An Ensemble Docking Approach for Analyzing and Designing Aptamer Heterodimers Targeting VEGF₁₆₅

Vascular endothelial growth factor 165 (VEGF(165)) is a prominent isoform of the VEGF-A protein that plays a crucial role in various angiogenesis-related diseases. It is homodimeric, and each of its monomers is composed of two domains connected by a flexible linker. DNA aptamers, which have emerged as potent therapeutic molecules for many proteins with high specificity and affinity, can also work for VEGF(165). A DNA aptamer heterodimer composed of monomers of V7t1 and del5-1 connected by a flexible linker (V7t1:del5-1) exhibits a greater binding affinity with VEGF(165) compared to either of the two monomers alone.
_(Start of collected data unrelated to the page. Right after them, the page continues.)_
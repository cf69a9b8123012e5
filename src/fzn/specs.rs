use super::Model;
use anyhow::Result;
use std::io::Read;

/// The type of callback functions to call when warnings are raised while reading a model.
///
/// The first parameter is the line number (starting at 1), the second one the warning message.
pub type WarningHandler = Box<dyn Fn(usize, String)>;

/// A trait implemented by objects able to read FlatZinc models.
pub trait ModelReader {
    /// Reads a [`Model`].
    ///
    /// In case warnings are raised, the callback functions registered by [add_warning_handler](Self::add_warning_handler) are triggered.
    ///
    /// # Example
    ///
    /// ```
    /// # use fzn2ecnf::fzn::{FlatZincReader, Model, ModelReader};
    /// fn read_model_from_str(s: &str) -> Model {
    ///     let reader = FlatZincReader::default();
    ///     reader.read(&mut s.as_bytes()).expect("invalid FlatZinc model")
    /// }
    /// # read_model_from_str("var bool: x;\nsolve satisfy;\n");
    /// ```
    fn read(&self, reader: &mut dyn Read) -> Result<Model>;

    /// Adds a callback function to call when warnings are raised while reading a model.
    fn add_warning_handler(&mut self, h: WarningHandler);
}
use assert_cmd::Command;
use assert_fs::{prelude::FileWriteStr, NamedTempFile};
use predicates::prelude::{predicate, PredicateBooleanExt};

const MODEL: &str = r#"% a small optimization problem
var bool: a :: output_var;
var bool: b :: output_var;
array [1..2] of var 0..3: xs :: output_array([1..2]);
var 0..2: obj :: output_var;
constraint bool_clause([a, b], []);
constraint int_lin_le([2, 3], [xs[1], xs[2]], 10);
constraint int_le_reif(xs[1], obj, a);
solve minimize obj;
"#;

const THEORY: &str = r#"p ecnf
INTVAR 3 0 3 0
INTVAR 4 0 3 0
INTVAR 5 0 2 0
6 0
1 2 0
SUMSTSIRI 6 3 4 | 2 3 =< 10 0
BINTRT 1 3 =< 5 0
BINTRI 7 5 =< 0 0
BINTRI 8 5 =< 1 0
BINTRI 9 5 =< 2 0
Mnmlist 7 8 9 0
"#;

const COMMENT: &str = "c Automated transformation from a flatzinc model into ECNF.\n";

fn model_file(content: &str) -> NamedTempFile {
    let file = NamedTempFile::new("model.fzn").unwrap();
    file.write_str(content).unwrap();
    file
}

#[test]
fn test_translate_to_stdout() {
    let file = model_file(MODEL);
    let mut cmd = Command::cargo_bin("fzn2ecnf").unwrap();
    cmd.arg("translate")
        .arg("-f")
        .arg(file.path())
        .arg("--logging-level")
        .arg("off");
    cmd.assert()
        .success()
        .stdout(predicate::eq(format!("{}{}", COMMENT, THEORY)));
    file.close().unwrap();
}

#[test]
fn test_translate_without_comment() {
    let file = model_file(MODEL);
    let mut cmd = Command::cargo_bin("fzn2ecnf").unwrap();
    cmd.arg("translate")
        .arg("-f")
        .arg(file.path())
        .arg("--no-comment");
    cmd.assert().success().stdout(predicate::eq(THEORY));
    file.close().unwrap();
}

#[test]
fn test_translate_to_file() {
    let file = model_file(MODEL);
    let output = NamedTempFile::new("model.ecnf").unwrap();
    let mut cmd = Command::cargo_bin("fzn2ecnf").unwrap();
    cmd.arg("translate")
        .arg("-f")
        .arg(file.path())
        .arg("-o")
        .arg(output.path())
        .arg("--no-comment");
    cmd.assert().success().stdout(predicate::str::is_empty());
    assert_eq!(THEORY, std::fs::read_to_string(output.path()).unwrap());
    file.close().unwrap();
    output.close().unwrap();
}

#[test]
fn test_translate_logs_to_stderr() {
    let file = model_file(MODEL);
    let mut cmd = Command::cargo_bin("fzn2ecnf").unwrap();
    cmd.arg("translate").arg("-f").arg(file.path());
    cmd.assert()
        .success()
        .stderr(predicate::str::contains("the model has 4 declaration(s) and 3 constraint(s)"))
        .stdout(predicate::str::starts_with(COMMENT));
    file.close().unwrap();
}

#[test]
fn test_translate_inductive_definition() {
    let file = model_file(concat!(
        "var bool: a;\nvar bool: b;\nvar bool: r;\n",
        "constraint bool_or(a, b, r) :: inductivelydefined;\n",
        "constraint bool_and(a, b, r) :: inductivelydefined(4);\n",
        "solve satisfy;\n"
    ));
    let mut cmd = Command::cargo_bin("fzn2ecnf").unwrap();
    cmd.arg("translate")
        .arg("-f")
        .arg(file.path())
        .arg("--no-comment")
        .arg("--definition-id")
        .arg("2");
    cmd.assert()
        .success()
        .stdout(predicate::eq("p ecnf\nD | 2 3 1 2 0\nC | 4 3 1 2 0\n"));
    file.close().unwrap();
}

#[test]
fn test_translate_redeclaration() {
    let content = "var bool: a;\nvar bool: a;\nsolve satisfy;\n";
    let file = model_file(content);
    let mut cmd = Command::cargo_bin("fzn2ecnf").unwrap();
    cmd.arg("translate").arg("-f").arg(file.path());
    cmd.assert()
        .failure()
        .stdout(predicate::str::is_empty())
        .stderr(predicate::str::contains("invalid declaration of a"));
    let mut cmd = Command::cargo_bin("fzn2ecnf").unwrap();
    cmd.arg("translate")
        .arg("-f")
        .arg(file.path())
        .arg("--redeclaration")
        .arg("lenient");
    cmd.assert().success();
    file.close().unwrap();
}

#[test]
fn test_translate_unsupported_constraint() {
    let file = model_file("var 0..2: x;\nvar 0..2: y;\nconstraint int_times(x, y, y);\nsolve satisfy;\n");
    let output = NamedTempFile::new("model.ecnf").unwrap();
    let mut cmd = Command::cargo_bin("fzn2ecnf").unwrap();
    cmd.arg("translate")
        .arg("-f")
        .arg(file.path())
        .arg("-o")
        .arg(output.path());
    cmd.assert()
        .failure()
        .code(1)
        .stderr(predicate::str::contains("unsupported constraint: int_times"));
    assert!(!output.path().exists());
    file.close().unwrap();
}

#[test]
fn test_translate_syntax_error() {
    let file = model_file("var bool: a;\nvar bool b;\nsolve satisfy;\n");
    let mut cmd = Command::cargo_bin("fzn2ecnf").unwrap();
    cmd.arg("translate").arg("-f").arg(file.path());
    cmd.assert().failure().stderr(
        predicate::str::contains("while reading the item starting at line 2")
            .and(predicate::str::contains(r#"expected ":", got "b""#)),
    );
    file.close().unwrap();
}

#[test]
fn test_translate_missing_file() {
    let mut cmd = Command::cargo_bin("fzn2ecnf").unwrap();
    cmd.arg("translate").arg("-f").arg("/this/file/does/not/exist.fzn");
    cmd.assert().failure().code(1);
}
Although the structure of the complex formed between the aptamer heterodimer and VEGF(165) is unknown due to the highly flexible linkers, gaining structural information will still be valuable for future developments. Toward this end of accessing structural information, we adopt an ensemble docking approach here. We first obtain an ensemble of structures for both VEGF(165) and the aptamer heterodimer by considering both small- and large-scale motions. We then proceed through an extraction process based on ensemble docking, molecular dynamics simulations, and binding free energy calculations to predict the structures of the VEGF(165)/V7t1:del5-1 complex. Through the same procedures, we reach a new aptamer heterodimer that bears a locked nucleic acid-modified counterpart of V7t1, namely RNV66:del5-1, which also binds well with VEGF(165). We apply the same protocol to the monomeric units V7t1, RNV66, and del5-1 to target VEGF(165). We observe that V7t1:del5-1 and RNV66:del5-1 show higher binding affinities with VEGF(165) than any of the monomers, consistent with experiments that support the notion that aptamer heterodimers are more effective anti-VEGF(165) aptamers than monomeric aptamers. Among the five different aptamers studied here, the newly designed RNV66:del5-1 shows the highest binding affinity with VEGF(165). We expect that our ensemble docking approach can help in de novo designs of homo/heterodimeric anti-angiogenic drugs to target the homodimeric VEGF(165).